Whilst studios and initiatives that centre and exhibit the work of neurodivergent artists and artists with Disability have been brushed off as ‘art therapy’, opportunities for d/Deaf and Disabled artists to exhibit at an artist-run initiative like SEVENTH are rare amongst a culture where the works and experiences of non-disabled and neurotypical artists are prioritised. This highlights the dire lack of opportunity for Disabled artists to exhibit in mainstream spaces due to a myriad of reasons, such as encountering barriers to access funding and applying for exhibitions, lack of support, and systemic ableism through direct and indirect discrimination. Yet, attitudes and viewpoints are changing through the dedicated and tireless work of accessible arts organisations such as Arts Access Victoria who champion inclusivity in the visual arts. More d/Deaf and Disabled artists are being recognised for their creativity nationally through state and territory peak body organisations such as Arts Access Victoria, Accessible Arts (NSW), DADAA (WA), Access Arts (QLD) and Arts Access Australia that strive to equalise the playing field for Disabled artists with non-disabled artists.

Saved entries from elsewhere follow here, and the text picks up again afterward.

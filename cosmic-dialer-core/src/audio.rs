//! Audio and Haptic Capabilities
//!
//! Call sessions play a ringback tone while connecting and an end tone on
//! hang-up, and vibrate when the call connects. Both are injected capabilities,
//! created once at startup and shared by reference with every session.
//!
//! Playback is best-effort: a session logs audio errors and carries on with its
//! transition.

use crate::Result;
use async_trait::async_trait;
use std::time::Duration;
use tracing::debug;

/// Vibration pattern used when a call connects and on fallback hang-up
pub const VIBRATION_PATTERN: [Duration; 3] = [
    Duration::from_millis(500),
    Duration::from_millis(500),
    Duration::from_millis(500),
];

/// Sounds a call session can play
#[derive(Debug, Clone, Copy, PartialEq, Eq, Hash)]
pub enum Track {
    /// Ringback tone while the call is connecting
    Ringtone,
    /// Tone played when the call is hung up
    Endtone,
}

impl Track {
    pub fn as_str(&self) -> &'static str {
        match self {
            Self::Ringtone => "ringtone",
            Self::Endtone => "endtone",
        }
    }
}

/// Playback settings applied before any tone is played
#[derive(Debug, Clone, Copy, PartialEq, Eq)]
pub struct AudioMode {
    pub stays_active_in_background: bool,
    pub duck_others: bool,
    pub play_through_earpiece: bool,
    pub allows_recording: bool,
    pub plays_in_silent_mode: bool,
}

impl Default for AudioMode {
    fn default() -> Self {
        Self {
            stays_active_in_background: true,
            duck_others: false,
            play_through_earpiece: false,
            allows_recording: false,
            plays_in_silent_mode: true,
        }
    }
}

/// Sound playback capability
#[async_trait]
pub trait AudioPlayer: Send + Sync {
    /// Whether this environment can play tones natively
    ///
    /// Without native playback a session connects immediately and uses
    /// vibration plus a longer display delay on hang-up.
    fn supports_native_playback(&self) -> bool;

    /// Request audio permission and apply the playback mode
    async fn prepare(&self, mode: AudioMode) -> Result<()>;

    /// Start playing a track; resolves once playback has started
    async fn play(&self, track: Track) -> Result<()>;

    /// Stop a track
    async fn stop(&self, track: Track) -> Result<()>;
}

/// Vibration capability
pub trait Vibrator: Send + Sync {
    fn vibrate(&self, pattern: &[Duration]);
}

/// Audio player for environments without native playback
#[derive(Debug, Clone, Copy, Default)]
pub struct SilentAudioPlayer;

#[async_trait]
impl AudioPlayer for SilentAudioPlayer {
    fn supports_native_playback(&self) -> bool {
        false
    }

    async fn prepare(&self, _mode: AudioMode) -> Result<()> {
        Ok(())
    }

    async fn play(&self, track: Track) -> Result<()> {
        debug!("Silent audio: skipping {}", track.as_str());
        Ok(())
    }

    async fn stop(&self, _track: Track) -> Result<()> {
        Ok(())
    }
}
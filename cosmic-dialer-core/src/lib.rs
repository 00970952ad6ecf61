//! COSMIC Dialer Core
//!
//! Contact list and simulated calling for the COSMIC dialer: contact
//! fetching, a shared favorites store, the contact list and favorites screens,
//! and call sessions with their connect, ring and hang-up timers.
//!
//! Platform services (audio, vibration, screen navigation, the contact
//! backend) are injected as trait objects so the same logic runs on a desktop
//! console and under test with virtual time.

pub mod audio;
pub mod call;
pub mod contact;
pub mod controller;
pub mod favorites;
pub mod favorites_view;
pub mod navigation;
pub mod source;
pub mod theme;

mod error;

#[cfg(test)]
pub(crate) mod test_utils;

pub use audio::{AudioMode, AudioPlayer, SilentAudioPlayer, Track, Vibrator};
pub use call::{
    format_duration, CallContext, CallEvent, CallPhase, CallSession, CallSnapshot, CallTimings,
};
pub use contact::{Contact, Name, Picture};
pub use controller::{ContactListController, ListState};
pub use error::{DialerError, Result};
pub use favorites::{FavoritesEvent, FavoritesStore};
pub use favorites_view::{FavoriteThumbnail, FavoritesView, EMPTY_FAVORITES_TEXT};
pub use navigation::{CallParams, NavParams, Navigator, Screen};
pub use source::{ContactPage, ContactSource, JsonFileContactSource, StaticContactSource};
pub use theme::{Palette, ThemeStore, ThemeVariant};
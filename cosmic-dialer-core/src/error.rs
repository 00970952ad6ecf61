//! Error handling for the dialer core
//!
//! A single error type covers every component. Each component handles the
//! errors it detects at its own boundary:
//!
//! - `Fetch` is surfaced by the contact list as a visible error state.
//! - `Timeout` never leaves a call session; it becomes the `Failed` phase.
//! - `Audio` is logged with `warn!` and swallowed, it never blocks a transition.
//!
//! ## Error Propagation
//!
//! ```rust
//! use cosmic_dialer_core::Result;
//!
//! fn parse_page(data: &str) -> Result<serde_json::Value> {
//!     // JSON errors are converted automatically
//!     let value: serde_json::Value = serde_json::from_str(data)?;
//!     Ok(value)
//! }
//! ```

use thiserror::Error;

/// Result type for dialer operations
pub type Result<T> = std::result::Result<T, DialerError>;

/// Errors that can occur in the dialer core
///
/// # Examples
///
/// ```rust
/// use cosmic_dialer_core::DialerError;
///
/// let error = DialerError::Fetch("service unavailable".to_string());
/// assert_eq!(error.to_string(), "Failed to fetch contacts: service unavailable");
///
/// let error = DialerError::ContactNotFound("+1 555 0100".to_string());
/// assert_eq!(error.to_string(), "Contact not found: +1 555 0100");
/// ```
#[derive(Error, Debug)]
pub enum DialerError {
    /// I/O error (file system, contact source files, etc.)
    #[error("IO error: {0}")]
    Io(#[from] std::io::Error),

    /// JSON serialization/deserialization error
    #[error("JSON error: {0}")]
    Json(#[from] serde_json::Error),

    /// The contact source could not produce a page of contacts
    #[error("Failed to fetch contacts: {0}")]
    Fetch(String),

    /// A call could not be connected in time
    ///
    /// Internal to call sessions, which represent it as the `Failed` phase.
    #[error("Connection timeout: {0}")]
    Timeout(String),

    /// Audio playback or setup failed
    #[error("Audio error: {0}")]
    Audio(String),

    /// Contact not present in the current list
    #[error("Contact not found: {0}")]
    ContactNotFound(String),

    /// Operation attempted in a state that does not allow it
    #[error("Invalid state: {0}")]
    InvalidState(String),

    /// Configuration is invalid or missing
    #[error("Configuration error: {0}")]
    Configuration(String),

    /// Operation cancelled
    ///
    /// A fetch whose result arrived after the screen moved on, or after a newer
    /// fetch was started.
    #[error("Operation cancelled: {0}")]
    Cancelled(String),
}

impl DialerError {
    /// Check if this error is transient and the operation could be retried
    ///
    /// Nothing in the core retries automatically; callers may wrap fetches
    /// with their own retry policy.
    ///
    /// ```rust
    /// use cosmic_dialer_core::DialerError;
    ///
    /// assert!(DialerError::Fetch("offline".to_string()).is_recoverable());
    /// assert!(!DialerError::InvalidState("ended".to_string()).is_recoverable());
    /// ```
    pub fn is_recoverable(&self) -> bool {
        matches!(
            self,
            DialerError::Fetch(_) | DialerError::Timeout(_) | DialerError::Io(_)
        )
    }

    /// Get a user-friendly message suitable for display on screen
    pub fn user_message(&self) -> String {
        match self {
            DialerError::Fetch(_) => "Error loading contacts".to_string(),
            DialerError::Timeout(_) => "No money left :(".to_string(),
            DialerError::Audio(msg) => format!("Audio unavailable: {}.", msg),
            DialerError::ContactNotFound(phone) => {
                format!("Contact '{}' is no longer in the list.", phone)
            }
            DialerError::InvalidState(msg) => format!("Invalid state: {}.", msg),
            DialerError::Configuration(msg) => {
                format!("Configuration error: {}. Check your settings.", msg)
            }
            DialerError::Cancelled(msg) => format!("Operation cancelled: {}.", msg),
            DialerError::Io(e) => format!("I/O error: {}.", e),
            DialerError::Json(e) => format!("Data format error: {}.", e),
        }
    }

    /// Create an invalid state error
    pub fn invalid_state(msg: impl Into<String>) -> Self {
        DialerError::InvalidState(msg.into())
    }

    /// Create a fetch error
    pub fn fetch(msg: impl Into<String>) -> Self {
        DialerError::Fetch(msg.into())
    }

    /// Create a configuration error
    pub fn configuration(msg: impl Into<String>) -> Self {
        DialerError::Configuration(msg.into())
    }
}
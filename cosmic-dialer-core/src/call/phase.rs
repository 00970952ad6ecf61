//! Call phases and on-screen status text

/// Lifecycle phase of a call session
///
/// ```text
/// Connecting → Ringing → Active → Ending → Ended
///      │                              ↑
///      ├──────────── end-call ────────┘
///      └──→ Failed (connect timeout)
/// ```
#[derive(Debug, Clone, Copy, PartialEq, Eq, Hash)]
pub enum CallPhase {
    Connecting,
    Ringing,
    Active,
    Ending,
    Ended,
    Failed,
}

impl CallPhase {
    pub fn as_str(&self) -> &'static str {
        match self {
            Self::Connecting => "connecting",
            Self::Ringing => "ringing",
            Self::Active => "active",
            Self::Ending => "ending",
            Self::Ended => "ended",
            Self::Failed => "failed",
        }
    }

    /// Whether the user may still hang up
    pub fn can_end(&self) -> bool {
        matches!(self, Self::Connecting | Self::Ringing | Self::Active)
    }

    /// Whether the session has nothing left to do but leave the screen
    pub fn is_terminal(&self) -> bool {
        matches!(self, Self::Ended | Self::Failed)
    }

    /// Status line shown under the callee's number
    pub fn status_text(&self, elapsed_seconds: u64) -> String {
        match self {
            Self::Connecting => "Connecting...".to_string(),
            Self::Ringing => "Calling...".to_string(),
            Self::Active => format_duration(elapsed_seconds),
            Self::Ending | Self::Ended => "Call Ended".to_string(),
            Self::Failed => "No money left :(".to_string(),
        }
    }
}

/// Format seconds as `mm:ss`
///
/// Minutes are not wrapped into hours.
///
/// ```rust
/// use cosmic_dialer_core::call::format_duration;
///
/// assert_eq!(format_duration(0), "00:00");
/// assert_eq!(format_duration(75), "01:15");
/// assert_eq!(format_duration(3600), "60:00");
/// ```
pub fn format_duration(seconds: u64) -> String {
    format!("{:02}:{:02}", seconds / 60, seconds % 60)
}

#[cfg(test)]
mod tests {
    use super::*;

    #[test]
    fn test_can_end() {
        assert!(CallPhase::Connecting.can_end());
        assert!(CallPhase::Ringing.can_end());
        assert!(CallPhase::Active.can_end());
        assert!(!CallPhase::Ending.can_end());
        assert!(!CallPhase::Ended.can_end());
        assert!(!CallPhase::Failed.can_end());
    }

    #[test]
    fn test_is_terminal() {
        assert!(CallPhase::Ended.is_terminal());
        assert!(CallPhase::Failed.is_terminal());
        assert!(!CallPhase::Ending.is_terminal());
        assert!(!CallPhase::Active.is_terminal());
    }

    #[test]
    fn test_status_text() {
        assert_eq!(CallPhase::Connecting.status_text(0), "Connecting...");
        assert_eq!(CallPhase::Ringing.status_text(0), "Calling...");
        assert_eq!(CallPhase::Active.status_text(9), "00:09");
        assert_eq!(CallPhase::Ending.status_text(42), "Call Ended");
        assert_eq!(CallPhase::Failed.status_text(0), "No money left :(");
    }

    #[test]
    fn test_format_duration() {
        assert_eq!(format_duration(59), "00:59");
        assert_eq!(format_duration(61), "01:01");
        assert_eq!(format_duration(600), "10:00");
    }
}
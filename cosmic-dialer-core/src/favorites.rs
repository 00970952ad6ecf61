//! Favorites Store
//!
//! Process-wide set of favorite contacts, keyed by phone number and kept in
//! insertion order. The store is a cheap, cloneable handle: every screen that
//! needs favorite status holds a clone, and a mutation made through any clone is
//! visible to all of them as soon as the call returns.
//!
//! Changes are also published as [`FavoritesEvent`]s for consumers that prefer
//! to be notified instead of re-reading.
//!
//! ## Usage
//!
//! ```rust
//! use cosmic_dialer_core::{Contact, FavoritesStore, Name};
//!
//! let store = FavoritesStore::new();
//! let ada = Contact::new(Name::new("Ms", "Ada", "Lovelace"), "100");
//!
//! store.add(&ada);
//! store.add(&ada);
//! assert_eq!(store.len(), 1);
//! assert!(store.is_favorite("100"));
//!
//! store.remove("100");
//! assert!(!store.is_favorite("100"));
//! ```

use crate::Contact;
use std::sync::{Arc, RwLock, RwLockReadGuard, RwLockWriteGuard};
use tokio::sync::broadcast;
use tracing::debug;

/// Change notification for the favorite set
#[derive(Debug, Clone, PartialEq, Eq)]
pub enum FavoritesEvent {
    /// A contact became a favorite
    Added(String),
    /// A contact stopped being a favorite
    Removed(String),
}

/// Shared favorite set
#[derive(Debug, Clone)]
pub struct FavoritesStore {
    favorites: Arc<RwLock<Vec<Contact>>>,
    event_tx: broadcast::Sender<FavoritesEvent>,
}

impl FavoritesStore {
    /// Create an empty store
    pub fn new() -> Self {
        let (event_tx, _) = broadcast::channel(64);

        Self {
            favorites: Arc::new(RwLock::new(Vec::new())),
            event_tx,
        }
    }

    /// Subscribe to favorite changes
    pub fn subscribe(&self) -> broadcast::Receiver<FavoritesEvent> {
        self.event_tx.subscribe()
    }

    /// Add a contact to the favorites
    ///
    /// Returns `false` if a contact with the same phone is already present.
    pub fn add(&self, contact: &Contact) -> bool {
        {
            let mut guard = self.write();
            if guard.iter().any(|c| c.phone == contact.phone) {
                debug!("Contact {} is already a favorite", contact.phone);
                return false;
            }

            let mut favorite = contact.clone();
            favorite.favorite = true;
            guard.push(favorite);
        }

        debug!("Added favorite {}", contact.phone);
        let _ = self
            .event_tx
            .send(FavoritesEvent::Added(contact.phone.clone()));
        true
    }

    /// Remove a contact from the favorites by phone
    ///
    /// Returns `false` if the phone was not a favorite.
    pub fn remove(&self, phone: &str) -> bool {
        {
            let mut guard = self.write();
            let before = guard.len();
            guard.retain(|c| c.phone != phone);
            if guard.len() == before {
                return false;
            }
        }

        debug!("Removed favorite {}", phone);
        let _ = self
            .event_tx
            .send(FavoritesEvent::Removed(phone.to_string()));
        true
    }

    /// Check whether a phone belongs to a favorite
    pub fn is_favorite(&self, phone: &str) -> bool {
        self.read().iter().any(|c| c.phone == phone)
    }

    /// Snapshot of the favorites in insertion order
    pub fn list(&self) -> Vec<Contact> {
        self.read().clone()
    }

    pub fn len(&self) -> usize {
        self.read().len()
    }

    pub fn is_empty(&self) -> bool {
        self.read().is_empty()
    }

    // Writers never panic while holding the lock, so a poisoned guard still
    // holds a consistent set.
    fn read(&self) -> RwLockReadGuard<'_, Vec<Contact>> {
        self.favorites
            .read()
            .unwrap_or_else(|poisoned| poisoned.into_inner())
    }

    fn write(&self) -> RwLockWriteGuard<'_, Vec<Contact>> {
        self.favorites
            .write()
            .unwrap_or_else(|poisoned| poisoned.into_inner())
    }
}

impl Default for FavoritesStore {
    fn default() -> Self {
        Self::new()
    }
}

The efforts of these organisations that provide opportunities for d/Deaf and Disabled artists are delivering change on an institutional level. Arts Access Victoria has partnered with researchers from the Queensland University of Technology to assist in creating a historical archive of Australian disability art practices dating from the 1970s, funded by Australia Council. Choose Art, a directory for accessible arts events in Australia, accepts listings for art events that cater for and to the interests of d/Deaf and Disabled people. Alter State, a disability-led arts and disability festival, is premiering this September in Melbourne to address the dearth of work in all mediums by artists with disability in the mainstream arts arena. The Art Gallery of NSW commissioned seven artists from Studio A, a studio based in Sydney for artists with intellectual disabilities, to create a large-scale mural, titled ‘Love owls and mermaids singing in the rainbow pop’ for the Gallery’s Ground Entrance. In a historic first, the Archibald Prize exhibited three finalists with disability in their 2021 exhibition.
Change is arriving slowly, yet more artists with d/Deafness and disability must have broader representation in both galleries and institutions – which only pertains to the visual arts. Curators must consider the practices of d/Deafness and disability when considering artists to participate in exhibitions and programs in ways that do not specifically center disability as a projection of difference. With these attitudes in mind, the practices of Disabled artists can experience wider exposure within Australian arts ecologies, especially as the independent artist-run scene that SEVENTH is part of already endeavours to program artists and arts practitioners who are marginalised and exist on the fringes of the mainstream. The programming of Katina’s exhibition is a small, but necessary step amongst much larger efforts to program d/Deaf and Disabled art practitioners in arts events more regularly with the aim to increase awareness of disability, to erase ableist prejudices, and to continue ensuring that we have equal access to opportunities in comparison with non-disabled artists.